● TASK DETAILS
Copy all lines below that use the word "AppError".

(Stored items)
————————

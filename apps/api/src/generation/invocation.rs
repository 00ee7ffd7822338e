//! Per-invocation prerequisites: completion API key, prompt templates and the
//! document-store credential, fetched concurrently before any item runs.
//! A failure here is fatal to the whole invocation.

use std::sync::Arc;

use tracing::info;

use crate::db::DocumentStoreCredential;
use crate::documents::DocumentStore;
use crate::errors::AppError;
use crate::generation::course::CourseGenerator;
use crate::generation::domains::{DomainSpec, GeneratorKind, ImagePrompt};
use crate::generation::images::{ImageGenerator, ImageStage};
use crate::generation::item::{ItemGenerator, RecordSink, SingleShotGenerator};
use crate::llm_client::{LlmHandle, IMAGE_MODEL};
use crate::secrets::{get_typed, SecretError, SecretStore};
use crate::state::AppState;

pub const API_KEY_FIELD: &str = "gptSecret";

/// Everything one invocation needs that is not process-wide.
pub struct Invocation {
    pub llm: LlmHandle,
    pub documents: Arc<dyn DocumentStore>,
    /// Request prompt, when one was asked for.
    pub prompt: Option<String>,
    /// Image prompt template, when one was asked for.
    pub image_template: Option<String>,
}

async fn fetch_prompt(
    state: &AppState,
    field: Option<&str>,
) -> Result<Option<String>, SecretError> {
    let Some(field) = field else {
        return Ok(None);
    };
    let config = &state.config;
    get_typed(
        state.secrets.as_ref(),
        &config.prompts_bucket,
        &config.prompts_key,
        Some(field),
    )
    .await
    .map(Some)
}

/// Fetches the shared prerequisites and attaches to the document store.
pub async fn load(
    state: &AppState,
    prompt_key: Option<&str>,
    image_prompt_key: Option<&str>,
) -> Result<Invocation, AppError> {
    let config = &state.config;
    let secrets: &dyn SecretStore = state.secrets.as_ref();

    let (api_key, prompt, image_template, credential) = tokio::try_join!(
        get_typed::<String>(
            secrets,
            &config.secrets_bucket,
            &config.secrets_key,
            Some(API_KEY_FIELD),
        ),
        fetch_prompt(state, prompt_key),
        fetch_prompt(state, image_prompt_key),
        get_typed::<DocumentStoreCredential>(
            secrets,
            &config.secrets_bucket,
            &config.document_credential_key,
            None,
        ),
    )?;
    info!("Invocation prerequisites loaded");

    let documents = state.documents.connect(&credential).await?;

    Ok(Invocation {
        llm: state.llm.connect(api_key),
        documents,
        prompt,
        image_template,
    })
}

/// Request prompt key of a single-shot domain.
pub fn request_prompt_key(spec: &DomainSpec) -> Option<&'static str> {
    match spec.generator {
        GeneratorKind::SingleShot { prompt_key, .. } => Some(prompt_key),
        GeneratorKind::Composite => None,
    }
}

/// Image template key, if the domain uses one and image generation is on.
pub fn image_prompt_key(spec: &DomainSpec, images_enabled: bool) -> Option<&'static str> {
    match spec.image {
        ImagePrompt::FromTemplate { prompt_key } if images_enabled => Some(prompt_key),
        _ => None,
    }
}

/// Loads the prerequisites for `spec` and builds its item generator.
pub async fn load_generator(
    state: &AppState,
    spec: &'static DomainSpec,
) -> Result<(Invocation, Box<dyn ItemGenerator>), AppError> {
    let images_enabled = state.config.enable_image_generation;
    let invocation = load(
        state,
        request_prompt_key(spec),
        image_prompt_key(spec, images_enabled),
    )
    .await?;

    let images = (images_enabled && spec.image != ImagePrompt::None).then(|| ImageStage {
        generator: ImageGenerator::new(
            invocation.llm.images.clone(),
            state.objects.clone(),
            IMAGE_MODEL,
        ),
        policy: spec.image,
        template: invocation.image_template.clone(),
    });
    let sink = RecordSink::new(spec, invocation.documents.clone(), images);

    let generator: Box<dyn ItemGenerator> = match spec.generator {
        GeneratorKind::Composite => {
            Box::new(CourseGenerator::new(invocation.llm.completions.clone(), sink))
        }
        GeneratorKind::SingleShot { .. } => {
            let prompt = invocation.prompt.clone().unwrap_or_default();
            let completions = invocation.llm.completions.clone();
            let single = SingleShotGenerator::new(spec, completions, prompt, sink)
                .ok_or_else(|| anyhow::anyhow!("{} is not a single-shot domain", spec.slug))?;
            Box::new(single)
        }
    };
    Ok((invocation, generator))
}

————————

● RESPONSE TO THIS EXERCISE
use crate::errors::AppError;
) -> Result<Invocation, AppError> {
) -> Result<(Invocation, Box<dyn ItemGenerator>), AppError> {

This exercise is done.